Retype the whole listing exactly.

### SOURCE INFORMATION

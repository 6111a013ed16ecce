//! Capture aggregation.
//!
//! An [`Aggregator`] decides how several captures under one name are kept:
//! [`FirstWins`] keeps the earliest, [`CollectAll`] keeps all of them in
//! encounter order. The policy is picked per match call, not per pattern.

use std::any::{Any, TypeId};
use std::fmt;

use crate::pattern::Name;
use crate::shape::Sort;

/// Result-combination policy for captures under the same name.
///
/// Laws: `combine(empty(), x) == x` and `combine(x, empty()) == x`;
/// `combine` keeps `first` ahead of `second`.
pub trait Aggregator: 'static {
    /// Container of aggregated values.
    type Bag<T>;

    fn empty<T>() -> Self::Bag<T>;

    fn single<T>(item: T) -> Self::Bag<T>;

    fn combine<T>(first: Self::Bag<T>, second: Self::Bag<T>) -> Self::Bag<T>;

    /// Map every element through `f`, dropping those it rejects.
    fn project<T, U>(bag: &Self::Bag<T>, f: impl FnMut(&T) -> Option<U>) -> Self::Bag<U>;
}

/// Keep only the earliest capture.
pub struct FirstWins;

impl Aggregator for FirstWins {
    type Bag<T> = Option<T>;

    fn empty<T>() -> Option<T> {
        None
    }

    fn single<T>(item: T) -> Option<T> {
        Some(item)
    }

    fn combine<T>(first: Option<T>, second: Option<T>) -> Option<T> {
        first.or(second)
    }

    fn project<T, U>(bag: &Option<T>, f: impl FnMut(&T) -> Option<U>) -> Option<U> {
        bag.as_ref().and_then(f)
    }
}

/// Keep every capture, left to right, depth first.
pub struct CollectAll;

impl Aggregator for CollectAll {
    type Bag<T> = Vec<T>;

    fn empty<T>() -> Vec<T> {
        Vec::new()
    }

    fn single<T>(item: T) -> Vec<T> {
        vec![item]
    }

    fn combine<T>(mut first: Vec<T>, second: Vec<T>) -> Vec<T> {
        first.extend(second);
        first
    }

    fn project<T, U>(bag: &Vec<T>, f: impl FnMut(&T) -> Option<U>) -> Vec<U> {
        bag.iter().filter_map(f).collect()
    }
}

/// A captured sub-term with its sort erased.
type Erased<'t> = &'t (dyn Any + 'static);

struct Entry<'t, N, A: Aggregator> {
    name: N,
    sort: TypeId,
    terms: A::Bag<Erased<'t>>,
}

/// Captures produced by one successful match.
///
/// Terms are borrowed from the matched term. Entries are keyed by name and
/// sort: the same name captured at two sorts yields two independent entries.
pub struct CaptureGroup<'t, N, A: Aggregator = CollectAll> {
    entries: Vec<Entry<'t, N, A>>,
}

impl<'t, N: Name, A: Aggregator> CaptureGroup<'t, N, A> {
    pub(crate) fn new() -> Self {
        CaptureGroup {
            entries: Vec::new(),
        }
    }

    pub(crate) fn singleton<S: Sort>(name: N, term: &'t S) -> Self {
        CaptureGroup {
            entries: vec![Entry {
                name,
                sort: TypeId::of::<S>(),
                terms: A::single::<Erased<'t>>(term),
            }],
        }
    }

    /// Append `later`'s captures after this group's, combining shared names.
    #[must_use]
    pub(crate) fn merge(mut self, later: Self) -> Self {
        for entry in later.entries {
            match self
                .entries
                .iter_mut()
                .find(|existing| existing.sort == entry.sort && existing.name == entry.name)
            {
                Some(existing) => {
                    let earlier =
                        std::mem::replace(&mut existing.terms, A::empty::<Erased<'t>>());
                    existing.terms = A::combine::<Erased<'t>>(earlier, entry.terms);
                }
                None => self.entries.push(entry),
            }
        }
        self
    }

    /// Aggregated captures of sort `S` under `name`.
    ///
    /// `None` if `name` was never captured at that sort on the matching path.
    pub fn lookup<S: Sort>(&self, name: &N) -> Option<A::Bag<&'t S>> {
        let sort = TypeId::of::<S>();
        let entry = self
            .entries
            .iter()
            .find(|entry| entry.sort == sort && entry.name == *name)?;
        Some(A::project::<Erased<'t>, &'t S>(&entry.terms, |&term| {
            term.downcast_ref::<S>()
        }))
    }

    /// Whether `name` was captured at any sort.
    pub fn contains(&self, name: &N) -> bool {
        self.entries.iter().any(|entry| entry.name == *name)
    }

    /// Captured names in first-capture order; a name captured at two sorts
    /// appears twice.
    pub fn names(&self) -> impl Iterator<Item = &N> + use<'_, 't, N, A> {
        self.entries.iter().map(|entry| &entry.name)
    }

    /// Number of `(name, sort)` entries.
    pub fn len(&self) -> usize {
        self.entries.len()
    }

    pub fn is_empty(&self) -> bool {
        self.entries.is_empty()
    }
}

impl<N: fmt::Debug, A: Aggregator> fmt::Debug for CaptureGroup<'_, N, A> {
    fn fmt(&self, f: &mut fmt::Formatter<'_>) -> fmt::Result {
        f.debug_set()
            .entries(self.entries.iter().map(|entry| &entry.name))
            .finish()
    }
}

######

EXERCISE ANSWER
repository 6111a013ed16ecce
//! Capture aggregation.
//!
//! An [`Aggregator`] decides how several captures under one name are kept:
//! [`FirstWins`] keeps the earliest, [`CollectAll`] keeps all of them in
//! encounter order. The policy is picked per match call, not per pattern.

use std::any::{Any, TypeId};
use std::fmt;

use crate::pattern::Name;
use crate::shape::Sort;

/// Result-combination policy for captures under the same name.
///
/// Laws: `combine(empty(), x) == x` and `combine(x, empty()) == x`;
/// `combine` keeps `first` ahead of `second`.
pub trait Aggregator: 'static {
    /// Container of aggregated values.
    type Bag<T>;

    fn empty<T>() -> Self::Bag<T>;

    fn single<T>(item: T) -> Self::Bag<T>;

    fn combine<T>(first: Self::Bag<T>, second: Self::Bag<T>) -> Self::Bag<T>;

    /// Map every element through `f`, dropping those it rejects.
    fn project<T, U>(bag: &Self::Bag<T>, f: impl FnMut(&T) -> Option<U>) -> Self::Bag<U>;
}

/// Keep only the earliest capture.
pub struct FirstWins;

impl Aggregator for FirstWins {
    type Bag<T> = Option<T>;

    fn empty<T>() -> Option<T> {
        None
    }

    fn single<T>(item: T) -> Option<T> {
        Some(item)
    }

    fn combine<T>(first: Option<T>, second: Option<T>) -> Option<T> {
        first.or(second)
    }

    fn project<T, U>(bag: &Option<T>, f: impl FnMut(&T) -> Option<U>) -> Option<U> {
        bag.as_ref().and_then(f)
    }
}

/// Keep every capture, left to right, depth first.
pub struct CollectAll;

impl Aggregator for CollectAll {
    type Bag<T> = Vec<T>;

    fn empty<T>() -> Vec<T> {
        Vec::new()
    }

    fn single<T>(item: T) -> Vec<T> {
        vec![item]
    }

    fn combine<T>(mut first: Vec<T>, second: Vec<T>) -> Vec<T> {
        first.extend(second);
        first
    }

    fn project<T, U>(bag: &Vec<T>, f: impl FnMut(&T) -> Option<U>) -> Vec<U> {
        bag.iter().filter_map(f).collect()
    }
}

/// A captured sub-term with its sort erased.
type Erased<'t> = &'t (dyn Any + 'static);

struct Entry<'t, N, A: Aggregator> {
    name: N,
    sort: TypeId,
    terms: A::Bag<Erased<'t>>,
}

/// Captures produced by one successful match.
///
/// Terms are borrowed from the matched term. Entries are keyed by name and
/// sort: the same name captured at two sorts yields two independent entries.
pub struct CaptureGroup<'t, N, A: Aggregator = CollectAll> {
    entries: Vec<Entry<'t, N, A>>,
}

impl<'t, N: Name, A: Aggregator> CaptureGroup<'t, N, A> {
    pub(crate) fn new() -> Self {
        CaptureGroup {
            entries: Vec::new(),
        }
    }

    pub(crate) fn singleton<S: Sort>(name: N, term: &'t S) -> Self {
        CaptureGroup {
            entries: vec![Entry {
                name,
                sort: TypeId::of::<S>(),
                terms: A::single::<Erased<'t>>(term),
            }],
        }
    }

    /// Append `later`'s captures after this group's, combining shared names.
    #[must_use]
    pub(crate) fn merge(mut self, later: Self) -> Self {
        for entry in later.entries {
            match self
                .entries
                .iter_mut()
                .find(|existing| existing.sort == entry.sort && existing.name == entry.name)
            {
                Some(existing) => {
                    let earlier =
                        std::mem::replace(&mut existing.terms, A::empty::<Erased<'t>>());
                    existing.terms = A::combine::<Erased<'t>>(earlier, entry.terms);
                }
                None => self.entries.push(entry),
            }
        }
        self
    }

    /// Aggregated captures of sort `S` under `name`.
    ///
    /// `None` if `name` was never captured at that sort on the matching path.
    pub fn lookup<S: Sort>(&self, name: &N) -> Option<A::Bag<&'t S>> {
        let sort = TypeId::of::<S>();
        let entry = self
            .entries
            .iter()
            .find(|entry| entry.sort == sort && entry.name == *name)?;
        Some(A::project::<Erased<'t>, &'t S>(&entry.terms, |&term| {
            term.downcast_ref::<S>()
        }))
    }

    /// Whether `name` was captured at any sort.
    pub fn contains(&self, name: &N) -> bool {
        self.entries.iter().any(|entry| entry.name == *name)
    }

    /// Captured names in first-capture order; a name captured at two sorts
    /// appears twice.
    pub fn names(&self) -> impl Iterator<Item = &N> + use<'_, 't, N, A> {
        self.entries.iter().map(|entry| &entry.name)
    }

    /// Number of `(name, sort)` entries.
    pub fn len(&self) -> usize {
        self.entries.len()
    }

    pub fn is_empty(&self) -> bool {
        self.entries.is_empty()
    }
}

impl<N: fmt::Debug, A: Aggregator> fmt::Debug for CaptureGroup<'_, N, A> {
    fn fmt(&self, f: &mut fmt::Formatter<'_>) -> fmt::Result {
        f.debug_set()
            .entries(self.entries.iter().map(|entry| &entry.name))
            .finish()
    }
}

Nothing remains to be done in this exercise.